古典文学ゼミの研修合宿



中世日本古典文学を専攻する源ゼミでは、例年、夏休みの時期に研修合宿をおこなっています。

今年度は、夏学期のゼミで、『平家物語』における義経像を共通テーマにしたので、一ノ谷合戦に関わる地として須磨をフィールドワークすることになりました。

一泊二日の一日目は、みっちりと研究発表です。冬学期から取り組むことに決めた卒業研究のテーマを、3年生が順に発表していきます。4年生は、自分自身の経験から、3年生にアドバイスをおこないます。8月末とはいえ、まだまだ夏の雰囲気が残る須磨海岸にある宿泊施設が会場でした。勉強に打ち込む学生たちの傍らの窓には、美しい白砂青松の景色が広がっています。

5時間に及ぶ研究発表を終え、学生たちはお待ちかねの夕食です。発表尽くしから解放され、みなさん、よい表情です。翌朝は、宿の脇にある旧灯台前で記念撮影をして、フィールドワークに出発です。

最初の訪問地は、一ノ谷合戦における義経の奇襲攻撃について、そのイメージを確かめるのに格好の場所、須磨浦公園です。
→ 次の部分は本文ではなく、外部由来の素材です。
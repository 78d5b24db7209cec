//! # Packet Buffers
//!
//! The per-packet records the windows store. Transmit buffers keep the fully
//! serialized TPDU plus retransmit bookkeeping; receive buffers keep the
//! zero-copy TSDU slice plus reassembly metadata. `Bytes` carries the shared
//! reference count, so a buffer handed to the application stays valid after
//! the window slot is recycled.

use bytes::Bytes;
use quanta::Instant;

use crate::sqn::Sqn;
use crate::tsi::Tsi;
use crate::wire::OptFragment;

// ─── Transmit Buffer ────────────────────────────────────────────────────────

/// A packet held in the transmit window awaiting possible retransmission.
#[derive(Debug, Clone)]
pub struct TxBuffer {
    pub sequence: Sqn,
    /// TSDU bytes (payload only). May gain zero padding for parity encoding.
    pub tsdu: Bytes,
    /// Fragmentation option carried by the ODATA, if any.
    pub fragment: Option<OptFragment>,
    /// Saved partial checksum of the TSDU, reused when re-serializing RDATA.
    pub unfolded_odata: u32,
    /// When the ODATA was first transmitted.
    pub sent_at: Instant,
    /// Linked into the retransmit queue.
    pub waiting_retransmit: bool,
    /// Parity retransmission: packets requested for this transmission group.
    pub pkt_cnt_requested: u32,
    /// Parity retransmission: packets already generated and sent.
    pub pkt_cnt_sent: u32,
    /// TSDU padded to the group block size, computed at most once per
    /// original when a variable-length group is parity-encoded.
    pub padded_block: Option<Bytes>,
}

impl TxBuffer {
    pub fn new(sequence: Sqn, tsdu: Bytes, fragment: Option<OptFragment>, now: Instant) -> Self {
        let unfolded_odata = crate::checksum::partial(&tsdu, 0);
        TxBuffer {
            sequence,
            tsdu,
            fragment,
            unfolded_odata,
            sent_at: now,
            waiting_retransmit: false,
            pkt_cnt_requested: 0,
            pkt_cnt_sent: 0,
            padded_block: None,
        }
    }

    pub fn tsdu_length(&self) -> usize {
        self.tsdu.len()
    }

    /// Whether this original was already padded for parity encoding.
    pub fn zero_padded(&self) -> bool {
        self.padded_block.is_some()
    }
}

// ─── Receive Buffer ─────────────────────────────────────────────────────────

/// A packet held in a receive window slot.
#[derive(Debug, Clone)]
pub struct RxBuffer {
    pub tsi: Tsi,
    pub sequence: Sqn,
    /// TSDU bytes; a zero-copy slice of the inbound datagram, or a freshly
    /// reconstructed block after parity decode.
    pub tsdu: Bytes,
    pub fragment: Option<OptFragment>,
    /// Arrival (or reconstruction) time.
    pub arrived_at: Instant,
    /// Repaired rather than received: RDATA or parity reconstruction.
    pub repair: bool,
}

impl RxBuffer {
    pub fn new(tsi: Tsi, sequence: Sqn, tsdu: Bytes, now: Instant) -> Self {
        RxBuffer {
            tsi,
            sequence,
            tsdu,
            fragment: None,
            arrived_at: now,
            repair: false,
        }
    }

    pub fn with_fragment(mut self, fragment: Option<OptFragment>) -> Self {
        self.fragment = fragment;
        self
    }

    pub fn as_repair(mut self) -> Self {
        self.repair = true;
        self
    }

    /// Number of fragments in this buffer's APDU (1 when unfragmented).
    pub fn apdu_fragment_count(&self, max_tsdu: usize) -> u32 {
        match self.fragment {
            Some(frag) => frag.apdu_len.div_ceil(max_tsdu as u32).max(1),
            None => 1,
        }
    }
}
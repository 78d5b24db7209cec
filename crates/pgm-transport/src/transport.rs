//! # Transport
//!
//! One object per session, tying the source and receiver engines, the
//! unified timer, and the socket seam together. Socket I/O stays outside:
//! the host feeds inbound datagrams to [`Transport::handle_packet`] and
//! supplies a [`PacketSink`] for outbound ones.
//!
//! Three roles may drive a transport concurrently — a producer calling
//! `send`, a consumer calling `recv`, and a timer driver calling `tick`.
//! The source engine sits behind one mutex, each peer behind its own, and
//! the shared wake-up is a condvar in [`TimerCore`].

use bytes::Bytes;
use quanta::Instant;
use std::sync::atomic::{AtomicBool, AtomicU64, Ordering};
use std::sync::{Arc, Mutex};
use std::thread::JoinHandle;
use std::time::Duration;
use tracing::{trace, warn};

use crate::error::{IoStatus, PgmError};
use crate::receiver::{Outbound, ReadOutcome, ReceiverConfig, ReceiverEngine};
use crate::rxw::Apdu;
use crate::source::{FecConfig, SourceConfig, SourceEngine};
use crate::sqn::Sqn;
use crate::timer::{self, TimerCore, WaitOutcome};
use crate::tsi::{Gsi, Tsi};
use crate::stats::SourceStats;
use crate::wire::{self, Nla, PacketBody, PacketType, PgmPacket};

/// Longest uninterrupted timer sleep; bounds staleness when no deadline is
/// armed.
const MAX_TIMER_SLEEP: Duration = Duration::from_secs(30);

// ─── Socket Seam ────────────────────────────────────────────────────────────

/// Outbound packet delivery, provided by the host's socket layer.
pub trait PacketSink: Send + Sync {
    /// Multicast to the send group (SPM, ODATA, RDATA, NCF, SPMR).
    fn send_to_group(&self, data: &[u8]) -> std::io::Result<()>;
    /// Unicast to a source path address (NAK).
    fn send_unicast(&self, to: &Nla, data: &[u8]) -> std::io::Result<()>;
}
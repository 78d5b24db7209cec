//! # Reed–Solomon Forward Error Correction
//!
//! Systematic RS(n, k) over GF(2^8): the k originals of a transmission group
//! are sent unmodified, and up to n-k parity blocks are generated on demand.
//! Any k of the n blocks reconstruct the originals.
//!
//! The generator matrix is a Vandermonde matrix normalized so its top k×k
//! submatrix is the identity; parity block `h` is the product of generator
//! row `k + h` with the original data. Recovery solves the corresponding
//! linear system by Gauss–Jordan elimination over the field.

// ─── GF(256) Arithmetic ─────────────────────────────────────────────────────

/// GF(2^8) with primitive polynomial x^8 + x^4 + x^3 + x^2 + 1 (0x11D).
/// Log/antilog tables give O(1) multiply and divide.
mod gf256 {
    /// Multiplication in GF(256).
    #[inline]
    pub fn mul(a: u8, b: u8) -> u8 {
        if a == 0 || b == 0 {
            return 0;
        }
        let log_a = LOG_TABLE[a as usize] as u16;
        let log_b = LOG_TABLE[b as usize] as u16;
        EXP_TABLE[((log_a + log_b) % 255) as usize]
    }

    /// Division in GF(256). Panics if b == 0.
    #[inline]
    pub fn div(a: u8, b: u8) -> u8 {
        assert_ne!(b, 0, "division by zero in GF(256)");
        if a == 0 {
            return 0;
        }
        let log_a = LOG_TABLE[a as usize] as u16;
        let log_b = LOG_TABLE[b as usize] as u16;
        EXP_TABLE[((log_a + 255 - log_b) % 255) as usize]
    }

    /// `base` raised to `exp` in GF(256), with 0^0 = 1.
    #[inline]
    pub fn pow(base: u8, exp: usize) -> u8 {
        if exp == 0 {
            return 1;
        }
        if base == 0 {
            return 0;
        }
        let log = LOG_TABLE[base as usize] as usize;
        EXP_TABLE[(log * exp) % 255]
    }

    // Generate both tables together. Primitive polynomial 0x11D, generator 2.
    const fn gen_tables() -> ([u8; 256], [u8; 512]) {
        let mut log = [0u8; 256];
        let mut exp = [0u8; 512];
        let mut x: u16 = 1;
        let mut i = 0usize;
        while i < 255 {
            exp[i] = x as u8;
            exp[i + 255] = x as u8; // duplicate for easy modular lookup
            log[x as usize] = i as u8;
            x <<= 1;
            if x & 0x100 != 0 {
                x ^= 0x11D;
            }
            i += 1;
        }
        // log[0] is unused (0 has no logarithm)
        log[0] = 0;
        (log, exp)
    }

    const TABLES: ([u8; 256], [u8; 512]) = gen_tables();
    const LOG_TABLE: [u8; 256] = TABLES.0;
    const EXP_TABLE: [u8; 512] = TABLES.1;
}

// ─── Codec ──────────────────────────────────────────────────────────────────

/// A systematic RS(n, k) codec bound to fixed parameters.
pub struct ReedSolomon {
    n: usize,
    k: usize,
    /// Parity rows of the systematic generator matrix: (n-k) rows of k
    /// coefficients each.
    parity_rows: Vec<Vec<u8>>,
}

impl ReedSolomon {
    /// Create a codec. `k` originals per group, `n` total blocks.
    ///
    /// Panics unless `2 <= k < n <= 255` — these are configuration values
    /// validated at the transport surface.
    pub fn new(n: usize, k: usize) -> Self {
        assert!(k >= 2, "RS k must be >= 2");
        assert!(k < n, "RS requires k < n");
        assert!(n <= 255, "RS block count limited to field size");

        // Vandermonde rows: row i = [i^0, i^1, ..., i^(k-1)]. Normalizing by
        // the inverse of the top square turns the top k rows into the
        // identity, leaving the parity rows below.
        let vandermonde: Vec<Vec<u8>> = (0..n)
            .map(|i| (0..k).map(|j| gf256::pow(i as u8, j)).collect())
            .collect();
        let top_inverse = invert(&vandermonde[..k]);
        let parity_rows = (k..n)
            .map(|i| mat_mul_row(&vandermonde[i], &top_inverse))
            .collect();

        ReedSolomon { n, k, parity_rows }
    }

    pub fn n(&self) -> usize {
        self.n
    }

    pub fn k(&self) -> usize {
        self.k
    }

    /// Generate parity block `h` over the group's originals.
    ///
    /// All `originals` must share `out`'s length (the caller zero-pads
    /// variable-length groups first). `h` must be below `n - k`.
    pub fn encode_parity(&self, originals: &[&[u8]], h: usize, out: &mut [u8]) {
        assert_eq!(originals.len(), self.k, "parity needs all k originals");
        assert!(h < self.n - self.k, "parity index out of range");
        let row = &self.parity_rows[h];
        out.fill(0);
        for (i, original) in originals.iter().enumerate() {
            debug_assert_eq!(original.len(), out.len());
            let coeff = row[i];
            if coeff == 0 {
                continue;
            }
            for (o, &b) in out.iter_mut().zip(original.iter()) {
                *o ^= gf256::mul(coeff, b);
            }
        }
    }

    /// Reconstruct missing originals in place.
    ///
    /// `originals[i]` is `Some` for received blocks, `None` for erasures;
    /// `parity` holds `(h, block)` pairs. Returns `false` when fewer than k
    /// blocks are available in total. All blocks must have length
    /// `block_len`.
    pub fn reconstruct(
        &self,
        originals: &mut [Option<Vec<u8>>],
        parity: &[(usize, &[u8])],
        block_len: usize,
    ) -> bool {
        assert_eq!(originals.len(), self.k);
        let present: Vec<usize> = (0..self.k).filter(|&i| originals[i].is_some()).collect();
        let missing: Vec<usize> = (0..self.k).filter(|&i| originals[i].is_none()).collect();
        if missing.is_empty() {
            return true;
        }
        if present.len() + parity.len() < self.k {
            return false;
        }

        // Build the k×k system from the rows we hold: unit rows for received
        // originals, generator parity rows for the parity blocks used.
        let mut rows: Vec<Vec<u8>> = Vec::with_capacity(self.k);
        let mut data: Vec<Vec<u8>> = Vec::with_capacity(self.k);
        for &i in &present {
            let mut row = vec![0u8; self.k];
            row[i] = 1;
            rows.push(row);
            data.push(originals[i].as_deref().expect("present original").to_vec());
        }
        for &(h, block) in parity.iter().take(self.k - present.len()) {
            assert!(h < self.n - self.k, "parity index out of range");
            rows.push(self.parity_rows[h].clone());
            data.push(block.to_vec());
        }

        let inverse = invert(&rows);
        for &m in &missing {
            let mut block = vec![0u8; block_len];
            for (j, source) in data.iter().enumerate() {
                let coeff = inverse[m][j];
                if coeff == 0 {
                    continue;
                }
                for (o, &b) in block.iter_mut().zip(source.iter()) {
                    *o ^= gf256::mul(coeff, b);
                }
            }
            originals[m] = Some(block);
        }
        true
    }
}

/// Multiply a row vector by a square matrix: `(row × m)`.
fn mat_mul_row(row: &[u8], m: &[Vec<u8>]) -> Vec<u8> {
    let k = row.len();
    (0..k)
        .map(|j| {
            let mut acc = 0u8;
            for (i, &r) in row.iter().enumerate() {
                acc ^= gf256::mul(r, m[i][j]);
            }
            acc
        })
        .collect()
}

/// Invert a square matrix over GF(256) by Gauss–Jordan elimination.
///
/// Panics on a singular matrix; Vandermonde submatrices with distinct
/// evaluation points are always invertible.
fn invert(matrix: &[Vec<u8>]) -> Vec<Vec<u8>> {
    let k = matrix.len();
    let mut work: Vec<Vec<u8>> = matrix.to_vec();
    let mut inverse: Vec<Vec<u8>> = (0..k)
        .map(|i| {
            let mut row = vec![0u8; k];
            row[i] = 1;
            row
        })
        .collect();

    for col in 0..k {
        // Find a pivot.
        let pivot = (col..k)
            .find(|&r| work[r][col] != 0)
            .expect("singular matrix");
        work.swap(col, pivot);
        inverse.swap(col, pivot);

        // Scale the pivot row to 1.
        let p = work[col][col];
        if p != 1 {
            for j in 0..k {
                work[col][j] = gf256::div(work[col][j], p);
                inverse[col][j] = gf256::div(inverse[col][j], p);
            }
        }

        // Eliminate the column from every other row.
        for r in 0..k {
            if r == col || work[r][col] == 0 {
                continue;
            }
            let factor = work[r][col];
            for j in 0..k {
                let w = gf256::mul(factor, work[col][j]);
                work[r][j] ^= w;
                let v = gf256::mul(factor, inverse[col][j]);
                inverse[r][j] ^= v;
            }
        }
    }
    inverse
}

// ─── Variable-Length Group Helpers ──────────────────────────────────────────

/// Pad a TSDU to the group block size with a trailing 2-byte big-endian
/// original length, for OPT_VAR_PKTLEN groups. `block_len` includes the
/// trailer.
pub fn pad_var_pktlen(tsdu: &[u8], block_len: usize) -> Vec<u8> {
    debug_assert!(tsdu.len() + 2 <= block_len);
    let mut padded = vec![0u8; block_len];
    padded[..tsdu.len()].copy_from_slice(tsdu);
    padded[block_len - 2..].copy_from_slice(&(tsdu.len() as u16).to_be_bytes());
    padded
}

/// Recover the original TSDU length from a reconstructed var-pktlen block.
/// Returns `None` when the trailer is inconsistent with the block size.
pub fn unpad_var_pktlen(block: &[u8]) -> Option<usize> {
    if block.len() < 2 {
        return None;
    }
    let len = u16::from_be_bytes([block[block.len() - 2], block[block.len() - 1]]) as usize;
    if len + 2 > block.len() {
        return None;
    }
    Some(len)
}
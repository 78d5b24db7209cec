//! # PGM Wire Format
//!
//! RFC 3208 packet headers, options chain, and NLA encoding.
//!
//! ## Common Header (16 bytes)
//!
//! ```text
//!  0                   1                   2                   3
//!  0 1 2 3 4 5 6 7 8 9 0 1 2 3 4 5 6 7 8 9 0 1 2 3 4 5 6 7 8 9 0 1
//! +-+-+-+-+-+-+-+-+-+-+-+-+-+-+-+-+-+-+-+-+-+-+-+-+-+-+-+-+-+-+-+-+
//! |         Source Port           |        Destination Port       |
//! +-+-+-+-+-+-+-+-+-+-+-+-+-+-+-+-+-+-+-+-+-+-+-+-+-+-+-+-+-+-+-+-+
//! |     Type      |    Options    |           Checksum            |
//! +-+-+-+-+-+-+-+-+-+-+-+-+-+-+-+-+-+-+-+-+-+-+-+-+-+-+-+-+-+-+-+-+
//! |                  Global Source ID (6 bytes) ...               |
//! +-+-+-+-+-+-+-+-+-+-+-+-+-+-+-+-+-+-+-+-+-+-+-+-+-+-+-+-+-+-+-+-+
//! |      ... GSI                  |          TSDU Length          |
//! +-+-+-+-+-+-+-+-+-+-+-+-+-+-+-+-+-+-+-+-+-+-+-+-+-+-+-+-+-+-+-+-+
//! ```
//!
//! An options chain follows the type-specific header when `OPT_PRESENT` is
//! set; the first option is always `OPT_LENGTH` carrying the chain's total
//! length, and `OPT_END` on a type octet terminates the chain.

use bytes::{Buf, BufMut, Bytes, BytesMut};
use std::net::{IpAddr, Ipv4Addr, Ipv6Addr};

use crate::checksum;
use crate::sqn::Sqn;
use crate::tsi::{Gsi, Tsi, GSI_LEN};

// ─── Constants ──────────────────────────────────────────────────────────────

/// Size of the PGM common header.
pub const PGM_HEADER_LEN: usize = 16;

/// Size of the ODATA/RDATA type-specific header (sqn + trail).
pub const PGM_DATA_HEADER_LEN: usize = 8;

/// Byte offset of the checksum field within the common header.
pub const CHECKSUM_OFFSET: usize = 6;

/// Maximum number of elements an options chain may carry.
pub const MAX_OPTIONS: usize = 16;

/// Maximum sqns in an OPT_NAK_LIST (62 plus the header-carried lead = 63).
pub const OPT_NAK_LIST_MAX: usize = 62;

// Header option-flag bits.
pub const OPT_PRESENT: u8 = 0x01;
pub const OPT_NETWORK: u8 = 0x02;
pub const OPT_VAR_PKTLEN: u8 = 0x40;
pub const OPT_PARITY: u8 = 0x80;

// Option type octet.
pub const OPT_MASK: u8 = 0x7F;
pub const OPT_END: u8 = 0x80;

// Option codes.
pub const OPT_LENGTH: u8 = 0x00;
pub const OPT_FRAGMENT: u8 = 0x01;
pub const OPT_NAK_LIST: u8 = 0x02;
pub const OPT_PARITY_PRM: u8 = 0x08;
pub const OPT_SYN: u8 = 0x0D;
pub const OPT_FIN: u8 = 0x0E;

// OPT_PARITY_PRM reserved-octet flags.
pub const PARITY_PRM_PRO: u8 = 0x02;
pub const PARITY_PRM_OND: u8 = 0x01;

// NLA address family indicators (RFC 1700).
pub const AFI_IP: u16 = 1;
pub const AFI_IP6: u16 = 2;
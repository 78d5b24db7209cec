#![no_main]

use bytes::Bytes;
use libfuzzer_sys::fuzz_target;
use std::net::{IpAddr, Ipv4Addr};
use std::sync::Arc;

use pgm_transport::transport::{PacketSink, Transport};
use pgm_transport::tsi::Gsi;
use pgm_transport::wire::Nla;

struct NullSink;

impl PacketSink for NullSink {
    fn send_to_group(&self, _data: &[u8]) -> std::io::Result<()> {
        Ok(())
    }

    fn send_unicast(&self, _to: &Nla, _data: &[u8]) -> std::io::Result<()> {
        Ok(())
    }
}

/// Feed arbitrary datagram streams through a bound receiving transport.
///
/// Input bytes are split into length-prefixed datagrams so one fuzz case
/// exercises multi-packet state (peer creation, window growth, NAK ladder
/// arming) rather than a single parse.
fuzz_target!(|data: &[u8]| {
    let group = Nla(IpAddr::V4(Ipv4Addr::new(239, 192, 0, 1)));
    let transport = Transport::create(Gsi::new([1; 6]), 1000, 7500, vec![group], group);
    let _ = transport.set_rxw_sqns(64);
    if transport.bind(Arc::new(NullSink)).is_err() {
        return;
    }

    let mut rest = data;
    while rest.len() >= 2 {
        let len = u16::from_be_bytes([rest[0], rest[1]]) as usize % 512;
        rest = &rest[2..];
        let take = len.min(rest.len());
        transport.handle_packet(Bytes::copy_from_slice(&rest[..take]));
        rest = &rest[take..];
    }

    let mut buf = [0u8; 2048];
    while let Ok((pgm_transport::IoStatus::Normal(_), _)) = transport.recv(&mut buf, true) {}
    transport.destroy(false);
});
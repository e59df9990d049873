// Copyright 2024 Google LLC
//
// Licensed under the Apache License, Version 2.0 (the "License");
// you may not use this file except in compliance with the License.
// You may obtain a copy of the License at
//
//      http://www.apache.org/licenses/LICENSE-2.0
//
// Unless required by applicable law or agreed to in writing, software
// distributed under the License is distributed on an "AS IS" BASIS,
// WITHOUT WARRANTIES OR CONDITIONS OF ANY KIND, either express or implied.
// See the License for the specific language governing permissions and
// limitations under the License.

//! Emptying an output directory, after confirmation.

use anyhow::Context;
use std::fs;
use std::path::Path;

/// Asks the user a yes/no question.
pub trait Confirm {
    fn confirm(&mut self, question: &str) -> anyhow::Result<bool>;
}

#[derive(Debug, Copy, Clone, PartialEq, Eq)]
pub enum ClearOutcome {
    AlreadyEmpty,
    /// This many files were deleted.
    Cleared(usize),
    /// The user declined.
    Cancelled,
}

/// Delete the regular files directly inside `path`.
///
/// Unless `force` is set, `confirm` is asked first. Subdirectories are
/// left alone.
pub fn clear_directory(
    path: &Path,
    kind: &str,
    force: bool,
    confirm: &mut dyn Confirm,
) -> anyhow::Result<ClearOutcome> {
    let mut files = Vec::new();
    if path.is_dir() {
        for entry in
            fs::read_dir(path).with_context(|| format!("Could not list {}", path.display()))?
        {
            let file = entry?.path();
            if file.is_file() {
                files.push(file);
            }
        }
    }
    if files.is_empty() {
        log::info!("The {kind} directory is already empty.");
        return Ok(ClearOutcome::AlreadyEmpty);
    }
    files.sort();

    let names = files
        .iter()
        .filter_map(|file| file.file_name())
        .map(|name| name.to_string_lossy())
        .collect::<Vec<_>>();
    log::warn!(
        "The following files will be deleted from {}: {}",
        path.display(),
        names.join(", ")
    );

    if !force && !confirm.confirm("Do you want to continue?")? {
        return Ok(ClearOutcome::Cancelled);
    }

    for file in &files {
        fs::remove_file(file).with_context(|| format!("Could not delete {}", file.display()))?;
    }
    log::info!("Cleared {kind} directory.");
    Ok(ClearOutcome::Cleared(files.len()))
}
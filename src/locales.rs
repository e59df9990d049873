// Copyright 2024 Google LLC
//
// Licensed under the Apache License, Version 2.0 (the "License");
// you may not use this file except in compliance with the License.
// You may obtain a copy of the License at
//
//      http://www.apache.org/licenses/LICENSE-2.0
//
// Unless required by applicable law or agreed to in writing, software
// distributed under the License is distributed on an "AS IS" BASIS,
// WITHOUT WARRANTIES OR CONDITIONS OF ANY KIND, either express or implied.
// See the License for the specific language governing permissions and
// limitations under the License.

//! Deciding which locales a command works on.
//!
//! Every command starts from a pool of candidate locales: the enabled
//! entries of the `languages` table, or every locale directory when
//! the table is empty. Locale arguments and the `--all` flag then
//! select from that pool, with a per-command fallback when neither is
//! given.

use crate::config::LanguageConfig;
use std::collections::{BTreeMap, BTreeSet};

/// How locale arguments relate to the pool.
#[derive(Debug, Copy, Clone, PartialEq, Eq)]
pub enum ExplicitArgs {
    /// Only arguments which are also in the pool are used.
    Intersect,
    /// Arguments are used as given.
    Direct,
}

/// What to select when there are no locale arguments and no `--all`.
#[derive(Debug, Clone, PartialEq, Eq)]
pub enum Fallback {
    /// A single locale, if it is in the pool.
    Locale(String),
    /// The entire pool.
    Pool,
    /// Nothing at all.
    Nothing,
}

#[derive(Debug, Clone, PartialEq, Eq)]
pub struct Policy {
    pub explicit: ExplicitArgs,
    pub fallback: Fallback,
}

impl Policy {
    /// Exporting defaults to the source locale.
    pub fn export(source_locale: &str) -> Self {
        Policy {
            explicit: ExplicitArgs::Intersect,
            fallback: Fallback::Locale(String::from(source_locale)),
        }
    }

    /// Importing defaults to every enabled locale.
    pub fn import() -> Self {
        Policy {
            explicit: ExplicitArgs::Intersect,
            fallback: Fallback::Pool,
        }
    }

    /// Sorting trusts its arguments, even for disabled locales.
    pub fn sort() -> Self {
        Policy {
            explicit: ExplicitArgs::Direct,
            fallback: Fallback::Pool,
        }
    }

    /// Downloading needs either arguments or `--all`.
    pub fn download() -> Self {
        Policy {
            explicit: ExplicitArgs::Intersect,
            fallback: Fallback::Nothing,
        }
    }
}

/// The enabled configured locales, or the detected ones when nothing
/// is configured.
pub fn candidate_pool<F>(
    configured: &BTreeMap<String, LanguageConfig>,
    auto_detect: F,
) -> anyhow::Result<BTreeSet<String>>
where
    F: FnOnce() -> anyhow::Result<BTreeSet<String>>,
{
    if configured.is_empty() {
        return auto_detect();
    }
    Ok(configured
        .iter()
        .filter(|(_, language)| language.enabled)
        .map(|(locale, _)| locale.clone())
        .collect())
}

/// Compute the locales to work on.
///
/// An empty result is not an error; callers should warn and do
/// nothing.
pub fn resolve<F>(
    explicit: &[String],
    all: bool,
    policy: &Policy,
    configured: &BTreeMap<String, LanguageConfig>,
    auto_detect: F,
) -> anyhow::Result<BTreeSet<String>>
where
    F: FnOnce() -> anyhow::Result<BTreeSet<String>>,
{
    if !explicit.is_empty() && policy.explicit == ExplicitArgs::Direct {
        return Ok(explicit.iter().cloned().collect());
    }

    let pool = candidate_pool(configured, auto_detect)?;
    if !explicit.is_empty() {
        return Ok(explicit
            .iter()
            .filter(|locale| pool.contains(*locale))
            .cloned()
            .collect());
    }
    if all {
        return Ok(pool);
    }
    Ok(match &policy.fallback {
        Fallback::Locale(locale) if pool.contains(locale) => BTreeSet::from([locale.clone()]),
        Fallback::Locale(_) | Fallback::Nothing => BTreeSet::new(),
        Fallback::Pool => pool,
    })
}

/// English names of common languages, keyed by lowercase tag.
const LANGUAGE_NAMES: &[(&str, &str)] = &[
    ("ar", "Arabic"),
    ("bg", "Bulgarian"),
    ("bn", "Bengali"),
    ("ca", "Catalan"),
    ("cs", "Czech"),
    ("da", "Danish"),
    ("de", "German"),
    ("el", "Greek"),
    ("en", "English"),
    ("en-gb", "English (United Kingdom)"),
    ("en-us", "English (United States)"),
    ("es", "Spanish"),
    ("et", "Estonian"),
    ("fa", "Persian"),
    ("fi", "Finnish"),
    ("fr", "French"),
    ("he", "Hebrew"),
    ("hi", "Hindi"),
    ("hr", "Croatian"),
    ("hu", "Hungarian"),
    ("id", "Indonesian"),
    ("it", "Italian"),
    ("ja", "Japanese"),
    ("ko", "Korean"),
    ("lt", "Lithuanian"),
    ("lv", "Latvian"),
    ("nb", "Norwegian Bokmål"),
    ("nl", "Dutch"),
    ("pl", "Polish"),
    ("pt", "Portuguese"),
    ("pt-br", "Portuguese (Brazil)"),
    ("ro", "Romanian"),
    ("ru", "Russian"),
    ("sk", "Slovak"),
    ("sl", "Slovenian"),
    ("sr", "Serbian"),
    ("sv", "Swedish"),
    ("th", "Thai"),
    ("tr", "Turkish"),
    ("uk", "Ukrainian"),
    ("vi", "Vietnamese"),
    ("zh", "Chinese"),
    ("zh-cn", "Chinese (China)"),
    ("zh-tw", "Chinese (Taiwan)"),
];

/// Look up the English name of `locale`.
///
/// Both `pt-BR` and `pt_BR` are accepted. A region we do not know
/// falls back to the name of the language itself.
pub fn language_name(locale: &str) -> Option<&'static str> {
    let tag = locale.replace('_', "-").to_ascii_lowercase();
    let find = |tag: &str| {
        LANGUAGE_NAMES
            .binary_search_by_key(&tag, |(code, _)| *code)
            .ok()
            .map(|idx| LANGUAGE_NAMES[idx].1)
    };
    find(&tag).or_else(|| find(tag.split('-').next()?))
}

/// Format `locale` for messages, e.g. `French [fr]`.
///
/// Unknown locales use the configured label, or just the identifier.
pub fn describe(locale: &str, configured: &BTreeMap<String, LanguageConfig>) -> String {
    let label = language_name(locale).or_else(|| {
        configured
            .get(locale)
            .and_then(|language| language.label.as_deref())
    });
    match label {
        Some(label) => format!("{label} [{locale}]"),
        None => String::from(locale),
    }
}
ケーブルで急な斜面を登ると、こうした絶壁を義経一行も駆け下りたのかと想像が膨らみます。鉢伏山上の展望台では、ゼミ委員による解説で皆さん理解を深めます。晴天のおかげで、平家の拠点である屋島まで望むことができました。展望台脇の『平家物語』にちなむ顔出し看板に興じる学生も・・・。

展望台に上り下りする際のレトロな乗り物も、一興。下山した一行は、須磨の海を望む位置に祀られた平敦盛の供養塔を参拝しました。目の前の浜辺で熊谷直実に組み伏せられた敦盛に、一同、思いを馳せました。中学・高校の「国語」教科書でも有名な一場面です。

次の目的地は、敦盛の首塚を祀る須磨寺。敦盛と直実の騎馬武者像が私たちを出迎えてくれました。こちらでもゼミ委員が解説役で大活躍。しばらくの自由散策の間、カラクリ時計に興じる者、義経の腰掛け松をのぞき込む者、一切経蔵を回す者、梵鐘を突く者、宝物殿で敦盛遺愛の青葉の笛に見入る者・・・。『平家物語』の世界に彩られた宗教的聖地のあり方について、学生たちは理解を深めたように思います。

二日間の研修合宿の最後は、須磨寺で解散しました。帰り道は自由行動だったのですが、ゼミ生の何人かは、宿願であった須磨ビーチへ! 裸足で浜辺を駆け巡り、過ぎゆく夏を惜しむ様子でした。

日本学科の学びでは、文学研究についても、机上で終えることはありません。景観によって紡がれる物語、物語から創生される景観。現地に立って、物語の足跡を辿ることで促される思考を大切にしています。